CÃO BRANCO
por Inácio Araujo


Globo adota cão racista de Samuel Fuller

 

Os filmes de Samuel Fuller contêm, quase sempre, um elemento central de demência. Ninguém que tenha visto esquece o jornalista de Paixões Que Alucinam, ou o atrevido estelionatário que grilou todo um Estado, nos EUA, em O Barão Aventureiro, entre tantos outros.

 

Em Cão Branco Fuller vai mais longe. Aborda o universo humano a partir da ação de um animal. A designação “branco” não evoca só uma cor física, mas sobretudo ideológica: esse é um animal condicionado a atacar negros.

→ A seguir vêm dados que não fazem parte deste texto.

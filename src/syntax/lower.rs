//! Tree-sitter front end: parse Go source and lower it into the arena.

use std::collections::HashMap;

use streaming_iterator::StreamingIterator;
use tree_sitter::{Language, Parser, Query, QueryCursor, Tree};

use super::{FileId, NodeData, NodeId, RawComment, Span, SyntaxArena, SyntaxKind};
use crate::error::{Error, Result};

/// Tree-sitter query for the package clause.
const PACKAGE_QUERY: &str = r#"
(package_clause
  (package_identifier) @package_name
)
"#;

/// Tree-sitter query for import specs, grouped or not.
const IMPORT_QUERY: &str = r#"
(import_spec
  name: (_)? @alias
  path: (_) @path
) @import
"#;

/// An import spec found in a file.
#[derive(Debug, Clone, PartialEq, Eq)]
pub struct ImportRef {
    /// Explicit package name (`.` and `_` included), if any.
    pub alias: Option<String>,
    /// Import path with the quotes removed.
    pub path: String,
    /// The `import_spec` node.
    pub spec: NodeId,
}

/// Result of lowering one file.
#[derive(Debug, Clone)]
pub struct LoweredFile {
    pub root: NodeId,
    pub package_name: Option<String>,
    pub imports: Vec<ImportRef>,
    pub comments: Vec<RawComment>,
    /// Tree-sitter reported at least one syntax error.
    pub has_errors: bool,
}

/// Go parser producing arena nodes.
///
/// `tree_sitter::Parser` is not `Sync`, so a fresh parser is created for
/// every call; the grammar itself is shared.
#[derive(Clone)]
pub struct GoParser {
    language: Language,
}

impl GoParser {
    pub fn new() -> Result<Self> {
        let language: Language = tree_sitter_go::LANGUAGE.into();
        // Fail early when the grammar ABI does not match the runtime.
        Parser::new().set_language(&language)?;
        Ok(Self { language })
    }

    /// Parse source code and return the tree.
    pub fn parse(&self, path: &str, source: &str) -> Result<Tree> {
        let mut parser = Parser::new();
        parser.set_language(&self.language)?;
        parser.parse(source, None).ok_or_else(|| Error::Parse {
            path: path.to_string(),
        })
    }

    /// Parse and lower in one step.
    pub fn parse_into(&self, arena: &mut SyntaxArena, file: FileId, source: &str) -> Result<LoweredFile> {
        let tree = self.parse("<memory>", source)?;
        self.lower(arena, file, &tree, source)
    }

    /// Lower a parsed tree into the arena.
    pub fn lower(
        &self,
        arena: &mut SyntaxArena,
        file: FileId,
        tree: &Tree,
        source: &str,
    ) -> Result<LoweredFile> {
        let mut lowering = Lowering {
            arena,
            file,
            source,
            comments: Vec::new(),
            ids: HashMap::new(),
        };
        let ts_root = tree.root_node();
        // Comments are skipped when computing extents, so the file node
        // starts at its package clause like Go's `ast.File`.
        let root = lowering.lower_node(ts_root, None, None);

        let Lowering { comments, ids, .. } = lowering;

        let package_name = self.extract_package(tree, source)?;
        let imports = self.extract_imports(tree, source, &ids)?;

        Ok(LoweredFile {
            root,
            package_name,
            imports,
            comments,
            has_errors: ts_root.has_error(),
        })
    }

    /// Extract the package name from a parsed file.
    fn extract_package(&self, tree: &Tree, source: &str) -> Result<Option<String>> {
        let query = Query::new(&self.language, PACKAGE_QUERY)?;
        let mut cursor = QueryCursor::new();
        let mut matches = cursor.matches(&query, tree.root_node(), source.as_bytes());

        if let Some(m) = matches.next() {
            for capture in m.captures {
                let name = query.capture_names()[capture.index as usize];
                if name == "package_name" {
                    let text = capture.node.utf8_text(source.as_bytes()).unwrap_or("");
                    return Ok(Some(text.to_string()));
                }
            }
        }
        Ok(None)
    }

    /// Extract import specs in source order.
    fn extract_imports(
        &self,
        tree: &Tree,
        source: &str,
        ids: &HashMap<usize, NodeId>,
    ) -> Result<Vec<ImportRef>> {
        let query = Query::new(&self.language, IMPORT_QUERY)?;
        let mut cursor = QueryCursor::new();
        let mut matches = cursor.matches(&query, tree.root_node(), source.as_bytes());

        let mut imports = Vec::new();
        while let Some(m) = matches.next() {
            let mut alias = None;
            let mut path = None;
            let mut spec = None;

            for capture in m.captures {
                let text = capture.node.utf8_text(source.as_bytes()).unwrap_or("");
                match query.capture_names()[capture.index as usize] {
                    "alias" => alias = Some(text.to_string()),
                    "path" => path = Some(unquote_import(text)),
                    "import" => spec = ids.get(&capture.node.id()).copied(),
                    _ => {}
                }
            }

            if let (Some(path), Some(spec)) = (path, spec) {
                imports.push(ImportRef { alias, path, spec });
            }
        }
        imports.sort_by_key(|i| i.spec);
        Ok(imports)
    }
}

fn unquote_import(text: &str) -> String {
    text.trim_matches(|c| c == '"' || c == '`').to_string()
}

struct Lowering<'a> {
    arena: &'a mut SyntaxArena,
    file: FileId,
    source: &'a str,
    comments: Vec<RawComment>,
    /// Tree-sitter node id to arena id, for query captures.
    ids: HashMap<usize, NodeId>,
}

impl Lowering<'_> {
    fn lower_node(
        &mut self,
        node: tree_sitter::Node,
        parent: Option<NodeId>,
        field: Option<&'static str>,
    ) -> NodeId {
        let kind = SyntaxKind::from_ts(node.kind());
        let text = kind
            .is_leaf_text()
            .then(|| node.utf8_text(self.source.as_bytes()).unwrap_or("").into());

        let id = self.arena.push(NodeData {
            kind,
            span: Span::from_node(node),
            file: self.file,
            parent,
            field,
            operator: None,
            text,
            children: Vec::new(),
            last_descendant: NodeId(0),
        });
        self.ids.insert(node.id(), id);

        let mut children = Vec::new();
        let mut extent: Option<(Span, Span)> = None;
        if !kind.is_leaf_text() {
            self.lower_children(node, id, &mut children, &mut extent);
        }

        let last = NodeId(self.arena.len() as u32 - 1);
        let data = self.arena.node_mut(id);
        data.children = children;
        data.last_descendant = last;
        // Trailing comments may sit inside a tree-sitter node; Go's nodes end
        // at their last token.
        if let Some((first, last)) = extent {
            data.span = Span::cover(first, last);
        }
        id
    }

    fn lower_children(
        &mut self,
        node: tree_sitter::Node,
        id: NodeId,
        children: &mut Vec<NodeId>,
        extent: &mut Option<(Span, Span)>,
    ) {
        let mut cursor = node.walk();
        if !cursor.goto_first_child() {
            return;
        }
        loop {
            let child = cursor.node();
            let field = cursor.field_name();

            if child.kind() == "comment" {
                self.comments.push(RawComment {
                    span: Span::from_node(child),
                    text: child.utf8_text(self.source.as_bytes()).unwrap_or("").to_string(),
                });
            } else {
                let span = Span::from_node(child);
                *extent = match *extent {
                    Some((first, _)) => Some((first, span)),
                    None => Some((span, span)),
                };

                if child.is_named() && SyntaxKind::is_transparent(child.kind()) {
                    let mut inner = None;
                    self.lower_children(child, id, children, &mut inner);
                } else if child.is_named() {
                    children.push(self.lower_node(child, Some(id), field));
                } else if field == Some("operator") || matches!(child.kind(), "++" | "--" | ":=")
                {
                    self.arena.node_mut(id).operator = Some(child.kind());
                }
            }

            if !cursor.goto_next_sibling() {
                break;
            }
        }
    }
}

#[cfg(test)]
mod tests {
    use super::*;

    #[test]
    fn test_package_and_imports() {
        let parser = GoParser::new().unwrap();
        let mut arena = SyntaxArena::new();
        let source = r#"
package main

import (
	"fmt"
	s "strings"
)

import "os"
"#;
        let lowered = parser.parse_into(&mut arena, FileId(0), source).unwrap();

        assert_eq!(lowered.package_name.as_deref(), Some("main"));
        let paths: Vec<_> = lowered.imports.iter().map(|i| i.path.as_str()).collect();
        assert_eq!(paths, vec!["fmt", "strings", "os"]);
        assert_eq!(lowered.imports[1].alias.as_deref(), Some("s"));
        assert_eq!(arena.kind(lowered.imports[0].spec), SyntaxKind::ImportSpec);
    }

    #[test]
    fn test_comments_are_collected_not_lowered() {
        let parser = GoParser::new().unwrap();
        let mut arena = SyntaxArena::new();
        let source = "// package doc\npackage main\n\n// f doc\nfunc f() {} // trailing\n";
        let lowered = parser.parse_into(&mut arena, FileId(0), source).unwrap();

        assert_eq!(lowered.comments.len(), 3);
        assert!(!lowered.has_errors);
        // The file span starts at the package clause.
        assert_eq!(arena.span(lowered.root).start_line, 2);
        let func = arena
            .subtree(lowered.root)
            .find(|id| arena.kind(*id) == SyntaxKind::FunctionDeclaration)
            .unwrap();
        assert_eq!(arena.span(func).end, source.find(" // trailing").unwrap());
    }
}
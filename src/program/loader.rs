//! Loading a program from a directory tree.

use std::collections::BTreeMap;
use std::fs;
use std::path::{Path, PathBuf};

use once_cell::sync::Lazy;
use regex::Regex;
use tracing::debug;
use walkdir::WalkDir;

use super::{Program, ProgramBuilder};
use crate::config::Config;
use crate::error::{Error, Result};

/// `module` directive of a `go.mod` file.
static MODULE_DIRECTIVE: Lazy<Regex> =
    Lazy::new(|| Regex::new(r#"(?m)^\s*module\s+"?([^\s"]+)"?"#).expect("valid regex"));

impl Program {
    /// Load the Go package in `dir` and every package below it.
    pub fn load<P: AsRef<Path>>(dir: P) -> Result<Program> {
        Self::load_with(dir, &Config::default())
    }

    /// Load with explicit configuration.
    pub fn load_with<P: AsRef<Path>>(dir: P, config: &Config) -> Result<Program> {
        let dir = dir.as_ref();
        let root = fs::canonicalize(dir).map_err(|source| Error::Io {
            path: dir.to_path_buf(),
            source,
        })?;
        let import_path = match &config.module_path {
            Some(path) => path.clone(),
            None => import_path_of(&root)?,
        };
        debug!(dir = %root.display(), import_path = %import_path, "loading program");

        let packages = collect_packages(&root, config)?;
        if packages.is_empty() {
            return Err(Error::NoPackages(dir.to_path_buf()));
        }

        let mut builder = ProgramBuilder::new().with_config(config.clone());
        // The loaded directory itself is the root package; BTreeMap puts the
        // empty relative path first.
        for (relative, files) in packages {
            let package_path = if relative.as_os_str().is_empty() {
                import_path.clone()
            } else {
                format!("{}/{}", import_path, to_slash(&relative))
            };

            let mut sources = Vec::with_capacity(files.len());
            for file in files {
                let source = fs::read_to_string(&file).map_err(|source| Error::Io {
                    path: file.clone(),
                    source,
                })?;
                sources.push((file.display().to_string(), source));
            }
            builder = builder.package(package_path, sources);
        }
        builder.build()
    }
}

/// Go files per package directory, relative to `root`, in sorted order.
fn collect_packages(root: &Path, config: &Config) -> Result<BTreeMap<PathBuf, Vec<PathBuf>>> {
    let exclusions = config.exclusion_set()?;
    let include_tests = config.should_include_test_files();
    let mut packages: BTreeMap<PathBuf, Vec<PathBuf>> = BTreeMap::new();

    for entry in WalkDir::new(root)
        .follow_links(true)
        .sort_by_file_name()
        .into_iter()
        .filter_entry(|e| {
            if e.depth() == 0 || !e.file_type().is_dir() {
                return true;
            }
            let name = e.file_name().to_string_lossy();
            // Same rules as the go tool: hidden, `_`-prefixed, vendor and
            // testdata directories hold no packages of the tree.
            !(name.starts_with('.') || name.starts_with('_') || name == "vendor" || name == "testdata")
        })
    {
        let entry = entry?;
        if !entry.file_type().is_file() {
            continue;
        }
        let path = entry.path();
        if path.extension().and_then(|e| e.to_str()) != Some("go") {
            continue;
        }
        let name = path.file_name().and_then(|n| n.to_str()).unwrap_or("");
        if !include_tests && name.ends_with("_test.go") {
            continue;
        }
        let relative = path.strip_prefix(root).unwrap_or(path);
        if exclusions.is_match(relative) {
            debug!(file = %relative.display(), "excluded");
            continue;
        }

        let dir = relative.parent().map(Path::to_path_buf).unwrap_or_default();
        packages.entry(dir).or_default().push(path.to_path_buf());
    }
    Ok(packages)
}

/// Import path of `dir`, derived from the nearest enclosing `go.mod`.
///
/// Without a `go.mod` the directory name is used.
fn import_path_of(dir: &Path) -> Result<String> {
    for ancestor in dir.ancestors() {
        let go_mod = ancestor.join("go.mod");
        if !go_mod.is_file() {
            continue;
        }
        let content = fs::read_to_string(&go_mod).map_err(|source| Error::Io {
            path: go_mod.clone(),
            source,
        })?;
        let Some(module) = MODULE_DIRECTIVE.captures(&content).map(|c| c[1].to_string()) else {
            continue;
        };
        let relative = dir.strip_prefix(ancestor).unwrap_or(Path::new(""));
        return Ok(if relative.as_os_str().is_empty() {
            module
        } else {
            format!("{}/{}", module, to_slash(relative))
        });
    }

    Ok(dir
        .file_name()
        .map(|n| n.to_string_lossy().into_owned())
        .unwrap_or_else(|| "main".to_string()))
}

fn to_slash(path: &Path) -> String {
    path.components()
        .map(|c| c.as_os_str().to_string_lossy())
        .collect::<Vec<_>>()
        .join("/")
}

#[cfg(test)]
mod tests {
    use super::*;

    #[test]
    fn test_module_directive() {
        let content = "// comment\nmodule example.com/app\n\ngo 1.21\n";
        let module = MODULE_DIRECTIVE.captures(content).map(|c| c[1].to_string());
        assert_eq!(module.as_deref(), Some("example.com/app"));

        let quoted = "module \"example.com/q\"\n";
        let module = MODULE_DIRECTIVE.captures(quoted).map(|c| c[1].to_string());
        assert_eq!(module.as_deref(), Some("example.com/q"));
    }

    #[test]
    fn test_to_slash() {
        assert_eq!(to_slash(Path::new("a/b")), "a/b");
        assert_eq!(to_slash(Path::new("")), "");
    }
}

Uma herança, brutalmente presentificada, da sociedade escravocrata.

 

O tema do filme é, assim, a permanência atual e agressiva do racismo. Mas Fuller raramente gosta de encarar seus temas pelo ângulo mais fácil ou mais óbvio. Prefere que ele seja tortuoso e obscuro. Aqui, o personagem central é uma ausência: a pessoa que treinou o animal e que transferiu para o cão a agressividade de seus sentimentos em relação aos negros. Se o racismo é irracional e os cachorros idem, Fuller eleva essa irracionalidade ao quadrado e, por isso mesmo, sua simples existência denuncia a extensão da barbárie racista.

 

O cinema de Fuller também é com freqüência demonstrativo. Desenvolve-se como um teorema, no emaranhado de dificuldades que se impõe. Aqui, uma garota (McNichol) se afeiçoa por um cachorro, após atropelá-lo. Logo descobre que não se trata de um cachorro normal e procura alguém que possa reverter o processo: quem se dispõe a fazê-lo é um tratador de animais negro.

 

O processo de descondicionamento do cão tem uma grandeza discreta, é uma preciosidade, com o diretor segurando com perfeição o clima de imponderabilidade sobre as reações do animal e os perigos aí implicados.

 

O filme consegue tirar, de sua produção modesta (alguns atores, poucos cenários, um cachorro - na verdade, houve uma meia dúzia para fazer o papel), resultados que beiram o prodígio, sobretudo nas seqüências de descondicionamento do cão, onde seu olhar, instabilidade e hesitações transmitem as idéias de imponderabilidade e demência.

 

Como quase sempre com Fuller, o filme teve no Brasil uma carreira infeliz. Sequer chegou aos cinemas paulistas; foi lançado em vídeo como Cão Branco; agora entra na TV com um título bem menos sugestivo. Que esse percurso de tantos obstáculos não desanime ninguém: este é provavelmente o último grande filme de um mestre, e parte de uma obra personalíssima, que se revela mais forte e original a cada dia.